[Start of Attachment]

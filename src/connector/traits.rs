//! Retrieval contract between the crawl state machine and connectors

use crate::storage::FailureRecord;
use chrono::{DateTime, Utc};
use serde::{Deserialize, Serialize};
use std::collections::BTreeMap;
use thiserror::Error;

/// Errors surfaced by a connector
#[derive(Debug, Clone, Error, PartialEq)]
pub enum SourceError {
    /// Rate limit, timeout, or other condition worth retrying
    #[error("Transient source error: {0}")]
    Transient(String),

    /// One container cannot be read; the rest of the run proceeds
    #[error("Container {container} failed: {message}")]
    Scoped { container: String, message: String },

    /// The whole source is unusable (e.g. credentials revoked)
    #[error("Systemic source error: {0}")]
    Systemic(String),
}

/// One document as retrieved from a source
#[derive(Debug, Clone, PartialEq, Serialize)]
pub struct Item {
    pub id: String,
    /// Last-modified time in seconds since the Unix epoch
    pub modified: f64,
    pub title: String,
    pub link: Option<String>,
    pub metadata: BTreeMap<String, String>,
    /// Absent in slim mode
    pub content: Option<String>,
}

/// A failure attributable to one item or one container
#[derive(Debug, Clone, PartialEq)]
pub enum ScopedFailure {
    Item {
        id: String,
        link: Option<String>,
        message: String,
    },
    Container {
        id: String,
        message: String,
        missed_range: Option<(f64, f64)>,
    },
}

impl ScopedFailure {
    pub fn message(&self) -> &str {
        match self {
            Self::Item { message, .. } | Self::Container { message, .. } => message,
        }
    }
}

impl From<&ScopedFailure> for FailureRecord {
    fn from(failure: &ScopedFailure) -> Self {
        match failure {
            ScopedFailure::Item { id, link, message } => FailureRecord {
                document_id: Some(id.clone()),
                document_link: link.clone(),
                entity_id: None,
                missed_range: None,
                message: message.clone(),
            },
            ScopedFailure::Container {
                id,
                message,
                missed_range,
            } => FailureRecord {
                document_id: None,
                document_link: None,
                entity_id: Some(id.clone()),
                missed_range: *missed_range,
                message: message.clone(),
            },
        }
    }
}

/// One entry of a page: an item or a scoped failure
#[derive(Debug, Clone, PartialEq)]
pub enum Retrieved {
    Item(Item),
    Failure(ScopedFailure),
}

/// A named stage of a source's retrieval protocol
#[derive(Debug, Clone, PartialEq, Eq)]
pub struct StageSpec {
    pub name: String,
    /// Whether containers of this stage may be crawled concurrently
    pub partitionable: bool,
}

impl StageSpec {
    pub fn new(name: impl Into<String>, partitionable: bool) -> Self {
        Self {
            name: name.into(),
            partitionable,
        }
    }
}

/// Time range of modifications a run covers, in epoch seconds
#[derive(Debug, Clone, Copy, PartialEq, Serialize, Deserialize)]
pub struct PollWindow {
    pub start: f64,
    pub end: f64,
}

impl PollWindow {
    pub fn new(start: f64, end: f64) -> Self {
        Self { start, end }
    }

    pub fn from_datetimes(start: DateTime<Utc>, end: DateTime<Utc>) -> Self {
        Self {
            start: start.timestamp_micros() as f64 / 1_000_000.0,
            end: end.timestamp_micros() as f64 / 1_000_000.0,
        }
    }

    /// A window covering all of history up to `end`
    pub fn everything() -> Self {
        Self {
            start: 0.0,
            end: f64::MAX,
        }
    }

    pub fn contains(&self, modified: f64) -> bool {
        modified >= self.start && modified <= self.end
    }
}

/// Whether items carry full content or only identity
#[derive(Debug, Clone, Copy, PartialEq, Eq)]
pub enum RetrievalMode {
    Full,
    /// Stateless listing of ids and minimal metadata
    Slim,
}

/// Arguments of one page fetch
#[derive(Debug, Clone)]
pub struct PageRequest<'a> {
    pub stage: &'a str,
    pub container: &'a str,
    /// Resume point within the container; items modified before it are skipped
    pub since: Option<f64>,
    pub window: PollWindow,
    pub mode: RetrievalMode,
    /// Opaque token from the previous page of the same listing
    pub page_token: Option<&'a str>,
}

/// One page of a container listing
#[derive(Debug, Clone, Default)]
pub struct Page {
    /// Entries in non-decreasing modification order
    pub entries: Vec<Retrieved>,
    pub next_page_token: Option<String>,
}

/// The retrieval contract a connector implements
///
/// Within one container, `fetch_page` must return items in non-decreasing
/// `modified` order, and a request with `since` must include every item modified
/// at or after it. Listings restart cleanly from any cursor.
pub trait Source: Send + Sync {
    fn name(&self) -> &str;

    /// Ordered stages this source is crawled in
    fn stages(&self) -> Vec<StageSpec>;

    /// Lists the containers of a stage
    ///
    /// Non-partitionable stages are a single container named after the stage.
    fn discover_containers(&self, stage: &StageSpec) -> Result<Vec<String>, SourceError> {
        Ok(vec![stage.name.clone()])
    }

    fn fetch_page(&self, request: &PageRequest<'_>) -> Result<Page, SourceError>;
}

[End of Attachment]

* **What is expected**
Retype all the material above precisely, with no line left out.

* **Answer**
filename src/connector/traits.rs
//! Retrieval contract between the crawl state machine and connectors

use crate::storage::FailureRecord;
use chrono::{DateTime, Utc};
use serde::{Deserialize, Serialize};
use std::collections::BTreeMap;
use thiserror::Error;

/// Errors surfaced by a connector
#[derive(Debug, Clone, Error, PartialEq)]
pub enum SourceError {
    /// Rate limit, timeout, or other condition worth retrying
    #[error("Transient source error: {0}")]
    Transient(String),

    /// One container cannot be read; the rest of the run proceeds
    #[error("Container {container} failed: {message}")]
    Scoped { container: String, message: String },

    /// The whole source is unusable (e.g. credentials revoked)
    #[error("Systemic source error: {0}")]
    Systemic(String),
}

/// One document as retrieved from a source
#[derive(Debug, Clone, PartialEq, Serialize)]
pub struct Item {
    pub id: String,
    /// Last-modified time in seconds since the Unix epoch
    pub modified: f64,
    pub title: String,
    pub link: Option<String>,
    pub metadata: BTreeMap<String, String>,
    /// Absent in slim mode
    pub content: Option<String>,
}

/// A failure attributable to one item or one container
#[derive(Debug, Clone, PartialEq)]
pub enum ScopedFailure {
    Item {
        id: String,
        link: Option<String>,
        message: String,
    },
    Container {
        id: String,
        message: String,
        missed_range: Option<(f64, f64)>,
    },
}

impl ScopedFailure {
    pub fn message(&self) -> &str {
        match self {
            Self::Item { message, .. } | Self::Container { message, .. } => message,
        }
    }
}

impl From<&ScopedFailure> for FailureRecord {
    fn from(failure: &ScopedFailure) -> Self {
        match failure {
            ScopedFailure::Item { id, link, message } => FailureRecord {
                document_id: Some(id.clone()),
                document_link: link.clone(),
                entity_id: None,
                missed_range: None,
                message: message.clone(),
            },
            ScopedFailure::Container {
                id,
                message,
                missed_range,
            } => FailureRecord {
                document_id: None,
                document_link: None,
                entity_id: Some(id.clone()),
                missed_range: *missed_range,
                message: message.clone(),
            },
        }
    }
}

/// One entry of a page: an item or a scoped failure
#[derive(Debug, Clone, PartialEq)]
pub enum Retrieved {
    Item(Item),
    Failure(ScopedFailure),
}

/// A named stage of a source's retrieval protocol
#[derive(Debug, Clone, PartialEq, Eq)]
pub struct StageSpec {
    pub name: String,
    /// Whether containers of this stage may be crawled concurrently
    pub partitionable: bool,
}

impl StageSpec {
    pub fn new(name: impl Into<String>, partitionable: bool) -> Self {
        Self {
            name: name.into(),
            partitionable,
        }
    }
}

/// Time range of modifications a run covers, in epoch seconds
#[derive(Debug, Clone, Copy, PartialEq, Serialize, Deserialize)]
pub struct PollWindow {
    pub start: f64,
    pub end: f64,
}

impl PollWindow {
    pub fn new(start: f64, end: f64) -> Self {
        Self { start, end }
    }

    pub fn from_datetimes(start: DateTime<Utc>, end: DateTime<Utc>) -> Self {
        Self {
            start: start.timestamp_micros() as f64 / 1_000_000.0,
            end: end.timestamp_micros() as f64 / 1_000_000.0,
        }
    }

    /// A window covering all of history up to `end`
    pub fn everything() -> Self {
        Self {
            start: 0.0,
            end: f64::MAX,
        }
    }

    pub fn contains(&self, modified: f64) -> bool {
        modified >= self.start && modified <= self.end
    }
}

/// Whether items carry full content or only identity
#[derive(Debug, Clone, Copy, PartialEq, Eq)]
pub enum RetrievalMode {
    Full,
    /// Stateless listing of ids and minimal metadata
    Slim,
}

/// Arguments of one page fetch
#[derive(Debug, Clone)]
pub struct PageRequest<'a> {
    pub stage: &'a str,
    pub container: &'a str,
    /// Resume point within the container; items modified before it are skipped
    pub since: Option<f64>,
    pub window: PollWindow,
    pub mode: RetrievalMode,
    /// Opaque token from the previous page of the same listing
    pub page_token: Option<&'a str>,
}

/// One page of a container listing
#[derive(Debug, Clone, Default)]
pub struct Page {
    /// Entries in non-decreasing modification order
    pub entries: Vec<Retrieved>,
    pub next_page_token: Option<String>,
}

/// The retrieval contract a connector implements
///
/// Within one container, `fetch_page` must return items in non-decreasing
/// `modified` order, and a request with `since` must include every item modified
/// at or after it. Listings restart cleanly from any cursor.
pub trait Source: Send + Sync {
    fn name(&self) -> &str;

    /// Ordered stages this source is crawled in
    fn stages(&self) -> Vec<StageSpec>;

    /// Lists the containers of a stage
    ///
    /// Non-partitionable stages are a single container named after the stage.
    fn discover_containers(&self, stage: &StageSpec) -> Result<Vec<String>, SourceError> {
        Ok(vec![stage.name.clone()])
    }

    fn fetch_page(&self, request: &PageRequest<'_>) -> Result<Page, SourceError>;
}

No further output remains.